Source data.
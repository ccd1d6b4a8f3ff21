//! Whole-world acceleration structures
//!
//! The master BVH is built once over a snapshot of chunk or voxel bounds
//! and rebuilt from scratch whenever the snapshot changes.

pub mod bvh_data;
pub mod bvh_operations;
pub mod bvh_worker;

pub use bvh_data::{BvhNode, BvhRayHit, BvhStats, MasterBvhTree};
pub use bvh_operations::{cast_ray, construct_master_bvh, get_stats, node_aabb, query_overlaps};
pub use bvh_worker::{create_bvh_worker, request_rebuild, try_take_latest, BvhRebuildWorker};
/// Overwrite a leaf's data; air removes the record
pub fn set_leaf_data(octree: &mut VoxelOctreeData, node_index: u32, voxel: BlockId) {
    let node = octree.nodes[node_index as usize];
    assert!(is_leaf(&node), "set_leaf_data on branch {}", node_index);

    match (node.data_index == INVALID_INDEX, voxel.is_air()) {
        (true, true) => {}
        (false, true) => delete_data(octree, node.data_index),
        (false, false) => write_data(octree, node.data_index, voxel),
        (true, false) => {
            let data_index = allocate_data(octree, node_index, voxel);
            octree.nodes[node_index as usize].data_index = data_index;
        }
    }
}

/// Set the voxel at `position`, splitting down to `depth`
///
/// The position wraps modulo the cube size. Air deletes. Returns whether
/// the tree changed; only changes bump the version.
pub fn insert(
    octree: &mut VoxelOctreeData,
    position: Point3<f32>,
    depth: u8,
    voxel: BlockId,
) -> bool {
    assert!(
        depth <= MAX_DEPTH,
        "insert depth {} exceeds MAX_DEPTH {}",
        depth,
        MAX_DEPTH
    );

    let cell = position_to_cell(octree, position, depth);
    let mut node_index = ROOT_INDEX;

    loop {
        let node = octree.nodes[node_index as usize];
        if node.depth == depth {
            break;
        }
        if is_leaf(&node) {
            // Coarser leaf already holds this voxel
            if leaf_voxel(octree, node_index) == voxel {
                return false;
            }
            split(octree, node_index);
        }
        let octant = octant_of(cell, depth - node.depth - 1);
        node_index = octree.nodes[node_index as usize].first_child_index + octant;
    }

    let mut changed = false;
    if is_branch(&octree.nodes[node_index as usize]) {
        node_index = delete_children(octree, node_index);
        changed = true;
    }
    if !changed && leaf_voxel(octree, node_index) == voxel {
        return false;
    }

    set_leaf_data(octree, node_index, voxel);
    merge_upwards(octree, node_index);
    octree.version += 1;

    debug_validate(octree);
    true
}
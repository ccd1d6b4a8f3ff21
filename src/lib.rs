// Voxel Octree - Data-Oriented Programming (DOP) Architecture
//
// Per-chunk sparse voxel octrees, a physics collision adapter over them and
// a master BVH over chunk or voxel bounds.
//
// Data lives in plain structs (`*_data.rs`); behaviour lives in free
// functions (`*_operations.rs`) that take the data they transform.

// Constants module
pub mod constants;

pub mod config;
pub mod error;

pub mod physics;
pub mod renderer;
pub mod world;

pub use config::{
    load_config_from_file, load_config_from_str, BvhConfig, OctreeConfig, SplitStrategy,
    VoxelEngineConfig,
};
pub use error::{DeserializeError, OptionExt, VoxelError, VoxelResult};
pub use physics::{create_voxel_collider, HomogeneousCompoundShape, Ray, VoxelCollider, AABB};
// === Core World Types ===
pub use world::compute::{construct_master_bvh, BvhNode, MasterBvhTree};
pub use world::core::{BlockId, BlockLookup, BlockPayloadTable, ChunkPos};
pub use world::octree::{
    create_voxel_octree, delete_children, deserialize_octree, get_voxel, insert, merge_upwards,
    serialize_octree, split, VoxelOctreeData,
};
pub use world::{create_voxel_chunk, VoxelChunk};

/// Install `env_logger` writing to stdout, filtered by `RUST_LOG`
///
/// Safe to call more than once; later calls are ignored.
pub fn init_logging() {
    let _ = env_logger::Builder::new()
        .target(env_logger::Target::Stdout)
        .parse_env("RUST_LOG")
        .try_init();
}
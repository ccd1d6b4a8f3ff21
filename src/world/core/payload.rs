//! Derived per-voxel payloads and the block lookup collaborator
//!
//! The octree stores only a block id per data record; physics and render
//! payloads are recomputed from it through a [`BlockLookup`] whenever a
//! record's data is set.

use super::registry_data::BlockRegistryData;
use super::registry_operations::get_properties;
use super::BlockId;
use crate::renderer::texture_atlas_data::TextureAtlasLookup;
use crate::renderer::texture_atlas_operations::lookup_or_empty;
use bytemuck::{Pod, Zeroable};

/// Render payload uploaded verbatim to the GPU
#[repr(C)]
#[derive(Copy, Clone, Debug, Default, PartialEq, Pod, Zeroable)]
pub struct VoxelRenderData {
    /// RGBA8 packed, red in the low byte
    pub color: u32,
    /// Texture-array layer of the atlas
    pub layer: u32,
    pub uv_min: [f32; 2],
    pub uv_max: [f32; 2],
}

static_assertions::assert_eq_size!(VoxelRenderData, [u8; 24]);

/// Physics payload. Only solidity is consumed so far.
#[derive(Copy, Clone, Debug, Default, PartialEq)]
pub struct VoxelPhysicsData {
    pub solid: bool,
    pub density: f32,
}

/// Source of derived payloads for a block id
pub trait BlockLookup: Send + Sync {
    fn render_payload(&self, voxel: BlockId) -> VoxelRenderData;
    fn physics_payload(&self, voxel: BlockId) -> VoxelPhysicsData;
}

/// Pack a linear [0, 1] RGB color with opaque alpha
pub fn pack_color(color: [f32; 3]) -> u32 {
    let channel = |c: f32| (c.clamp(0.0, 1.0) * 255.0).round() as u32;
    channel(color[0]) | (channel(color[1]) << 8) | (channel(color[2]) << 16) | (0xFF << 24)
}

/// Registry plus atlas: the standard [`BlockLookup`]
#[derive(Debug, Clone, Default)]
pub struct BlockPayloadTable {
    pub registry: BlockRegistryData,
    pub atlas: TextureAtlasLookup,
}

impl BlockLookup for BlockPayloadTable {
    fn render_payload(&self, voxel: BlockId) -> VoxelRenderData {
        let Some(properties) = get_properties(&self.registry, voxel) else {
            log::warn!(
                "[payload::render_payload] Unregistered block {}, using empty payload",
                voxel
            );
            return VoxelRenderData::default();
        };

        let render = &properties.render_data;
        let entry = lookup_or_empty(&self.atlas, render.atlas_id, render.texture_id);
        VoxelRenderData {
            color: pack_color(render.color),
            layer: entry.layer,
            uv_min: [entry.uv.min.x, entry.uv.min.y],
            uv_max: [entry.uv.max.x, entry.uv.max.y],
        }
    }

    fn physics_payload(&self, voxel: BlockId) -> VoxelPhysicsData {
        get_properties(&self.registry, voxel)
            .map(|p| VoxelPhysicsData {
                solid: p.physics.solid,
                density: p.physics.density,
            })
            .unwrap_or_default()
    }
}

#[cfg(test)]
mod tests {
    use super::*;
    use crate::world::blocks::create_default_payload_table;

    #[test]
    fn test_pack_color() {
        assert_eq!(pack_color([1.0, 0.0, 0.0]), 0xFF00_00FF);
        assert_eq!(pack_color([0.0, 0.0, 1.0]), 0xFFFF_0000);
        assert_eq!(pack_color([2.0, -1.0, 0.0]), 0xFF00_00FF);
    }

    #[test]
    fn test_stone_payload_has_texture() {
        let table = create_default_payload_table();
        let render = table.render_payload(BlockId::STONE);
        assert_eq!(render.color, pack_color([0.5, 0.5, 0.5]));
        assert!(render.uv_max[0] > render.uv_min[0]);
        assert!(table.physics_payload(BlockId::STONE).solid);
    }

    #[test]
    fn test_unregistered_block_degrades_to_zero() {
        let table = create_default_payload_table();
        assert_eq!(table.render_payload(BlockId(999)), VoxelRenderData::default());
        assert!(!table.physics_payload(BlockId(999)).solid);
    }
}
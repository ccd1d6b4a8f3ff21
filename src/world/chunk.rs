//! Voxel chunks
//!
//! Each chunk owns one octree behind a reader/writer lock. Game logic takes
//! the write lock to edit; renderers and physics take read locks to rebuild
//! their views.

use crate::config::OctreeConfig;
use crate::error::VoxelResult;
use crate::physics::aabb::{aabb_translated, create_aabb, AABB};
use crate::world::core::{BlockLookup, ChunkPos};
use crate::world::octree::{create_voxel_octree, leaf_bounds, occupied_leaves, VoxelOctreeData};
use cgmath::{EuclideanSpace, Point3, Vector3};
use parking_lot::{RwLock, RwLockReadGuard, RwLockWriteGuard};
use std::sync::Arc;

/// Thread-safe shared octree (Arc<RwLock<>>)
pub type SharedVoxelOctree = Arc<RwLock<VoxelOctreeData>>;

/// A chunk and the octree it owns
#[derive(Debug, Clone)]
pub struct VoxelChunk {
    pub position: ChunkPos,
    pub octree: SharedVoxelOctree,
}

/// Create a chunk with an empty octree
pub fn create_voxel_chunk(
    position: ChunkPos,
    config: &OctreeConfig,
    lookup: Arc<dyn BlockLookup>,
) -> VoxelResult<VoxelChunk> {
    let octree = create_voxel_octree(config, lookup)?;
    Ok(VoxelChunk {
        position,
        octree: Arc::new(RwLock::new(octree)),
    })
}

pub fn acquire_read_lock(chunk: &VoxelChunk) -> RwLockReadGuard<'_, VoxelOctreeData> {
    chunk.octree.read()
}

pub fn acquire_write_lock(chunk: &VoxelChunk) -> RwLockWriteGuard<'_, VoxelOctreeData> {
    chunk.octree.write()
}

/// World-space bounds of the whole chunk cube
pub fn chunk_bounds(chunk: &VoxelChunk) -> AABB {
    let size = acquire_read_lock(chunk).cube_size as f32;
    let min = chunk.position.min_corner(size);
    create_aabb(min, min + Vector3::new(size, size, size))
}

/// One box per chunk, in input order
pub fn collect_chunk_bounds(chunks: &[VoxelChunk]) -> Vec<AABB> {
    chunks.iter().map(chunk_bounds).collect()
}

/// World-space box of every occupied leaf, in data-store order
pub fn collect_voxel_bounds(octree: &VoxelOctreeData, min_corner: Point3<f32>) -> Vec<AABB> {
    let offset = min_corner.to_vec();
    occupied_leaves(octree)
        .map(|(_, node_index)| aabb_translated(&leaf_bounds(octree, node_index), offset))
        .collect()
}
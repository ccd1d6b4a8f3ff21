//! Background master BVH rebuilds
//!
//! Requests are box snapshots sent over a channel. The worker coalesces a
//! backlog down to the newest snapshot, builds it, and publishes the tree.
//! Shutdown is observed between builds, never inside one.

use super::bvh_data::MasterBvhTree;
use super::bvh_operations::construct_master_bvh;
use crate::config::BvhConfig;
use crate::error::VoxelResult;
use crate::physics::AABB;
use crossbeam_channel::{unbounded, Receiver, RecvTimeoutError, Sender};
use std::sync::atomic::{AtomicBool, AtomicU64, Ordering};
use std::sync::Arc;
use std::thread::{self, JoinHandle};
use std::time::Duration;

/// How often an idle worker checks the shutdown flag
const POLL_INTERVAL: Duration = Duration::from_millis(20);

/// Rebuild worker state
pub struct BvhRebuildWorker {
    pub config: BvhConfig,
    request_tx: Sender<Vec<AABB>>,
    request_rx: Receiver<Vec<AABB>>,
    result_tx: Sender<MasterBvhTree>,
    result_rx: Receiver<MasterBvhTree>,
    pub worker_thread: Option<JoinHandle<()>>,
    pub shutdown: Arc<AtomicBool>,
    pub builds_completed: Arc<AtomicU64>,
}

/// Create a stopped worker
pub fn create_bvh_worker(config: BvhConfig) -> BvhRebuildWorker {
    let (request_tx, request_rx) = unbounded();
    let (result_tx, result_rx) = unbounded();
    BvhRebuildWorker {
        config,
        request_tx,
        request_rx,
        result_tx,
        result_rx,
        worker_thread: None,
        shutdown: Arc::new(AtomicBool::new(false)),
        builds_completed: Arc::new(AtomicU64::new(0)),
    }
}

/// Start the background thread; no-op if already running
pub fn start(worker: &mut BvhRebuildWorker) -> VoxelResult<()> {
    if worker.worker_thread.is_some() {
        return Ok(());
    }
    worker.shutdown.store(false, Ordering::Release);

    let requests = worker.request_rx.clone();
    let results = worker.result_tx.clone();
    let config = worker.config.clone();
    let shutdown = Arc::clone(&worker.shutdown);
    let builds = Arc::clone(&worker.builds_completed);

    let handle = thread::Builder::new()
        .name("bvh-rebuild".to_string())
        .spawn(move || worker_loop(requests, results, config, shutdown, builds))?;
    worker.worker_thread = Some(handle);

    log::info!("[bvh_worker::start] Rebuild worker started");
    Ok(())
}

/// Signal shutdown and wait for the current build to finish
pub fn stop(worker: &mut BvhRebuildWorker) {
    worker.shutdown.store(true, Ordering::Release);
    if let Some(handle) = worker.worker_thread.take() {
        if handle.join().is_err() {
            log::error!("[bvh_worker::stop] Rebuild worker panicked");
        }
        log::info!(
            "[bvh_worker::stop] Rebuild worker stopped after {} builds",
            worker.builds_completed.load(Ordering::Acquire)
        );
    }
}

/// Queue a snapshot for rebuilding
pub fn request_rebuild(worker: &BvhRebuildWorker, boxes: Vec<AABB>) -> VoxelResult<()> {
    worker.request_tx.send(boxes)?;
    Ok(())
}

/// Newest finished tree, discarding older ones
pub fn try_take_latest(worker: &BvhRebuildWorker) -> Option<MasterBvhTree> {
    worker.result_rx.try_iter().last()
}

/// Block until a tree is published or `timeout` elapses
pub fn wait_for_result(worker: &BvhRebuildWorker, timeout: Duration) -> Option<MasterBvhTree> {
    worker.result_rx.recv_timeout(timeout).ok()
}

fn worker_loop(
    requests: Receiver<Vec<AABB>>,
    results: Sender<MasterBvhTree>,
    config: BvhConfig,
    shutdown: Arc<AtomicBool>,
    builds: Arc<AtomicU64>,
) {
    while !shutdown.load(Ordering::Acquire) {
        let boxes = match requests.recv_timeout(POLL_INTERVAL) {
            Ok(first) => {
                let latest = requests.try_iter().last();
                if latest.is_some() {
                    log::debug!("[bvh_worker::worker_loop] Skipping stale snapshots");
                }
                latest.unwrap_or(first)
            }
            Err(RecvTimeoutError::Timeout) => continue,
            Err(RecvTimeoutError::Disconnected) => break,
        };

        let tree = construct_master_bvh(&boxes, &config);
        builds.fetch_add(1, Ordering::AcqRel);
        if results.send(tree).is_err() {
            break;
        }
    }
}

impl Drop for BvhRebuildWorker {
    fn drop(&mut self) {
        stop(self);
    }
}

#[cfg(test)]
mod tests {
    use super::*;
    use crate::physics::aabb::create_aabb;
    use cgmath::Point3;

    fn init() {
        let _ = env_logger::builder().is_test(true).try_init();
    }

    fn row(count: usize) -> Vec<AABB> {
        (0..count)
            .map(|i| {
                let x = i as f32 * 2.0;
                create_aabb(Point3::new(x, 0.0, 0.0), Point3::new(x + 1.0, 1.0, 1.0))
            })
            .collect()
    }

    #[test]
    fn test_rebuild_round_trip() {
        init();
        let mut worker = create_bvh_worker(BvhConfig::default());
        start(&mut worker).unwrap();

        request_rebuild(&worker, row(16)).unwrap();
        let tree = wait_for_result(&worker, Duration::from_secs(10)).unwrap();
        assert_eq!(tree.boxes.len(), 16);
        assert!(tree.nodes_used > 1);

        stop(&mut worker);
        assert!(worker.worker_thread.is_none());
        assert_eq!(worker.builds_completed.load(Ordering::Acquire), 1);
    }

    #[test]
    fn test_backlog_coalesces_to_latest() {
        init();
        let mut worker = create_bvh_worker(BvhConfig::default());
        for count in [3, 5, 7] {
            request_rebuild(&worker, row(count)).unwrap();
        }
        start(&mut worker).unwrap();

        let tree = wait_for_result(&worker, Duration::from_secs(10)).unwrap();
        assert_eq!(tree.boxes.len(), 7);

        stop(&mut worker);
        assert!(try_take_latest(&worker).is_none());
        assert_eq!(worker.builds_completed.load(Ordering::Acquire), 1);
    }

    #[test]
    fn test_stop_idle_worker() {
        init();
        let mut worker = create_bvh_worker(BvhConfig::default());
        start(&mut worker).unwrap();
        stop(&mut worker);
        stop(&mut worker);
        assert!(try_take_latest(&worker).is_none());
    }
}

Task prompt. In the records above, find the lines containing "Sender" and copy them.

Answer below.
use crossbeam_channel::{unbounded, Receiver, RecvTimeoutError, Sender};
    request_tx: Sender<Vec<AABB>>,
    result_tx: Sender<MasterBvhTree>,
    results: Sender<MasterBvhTree>,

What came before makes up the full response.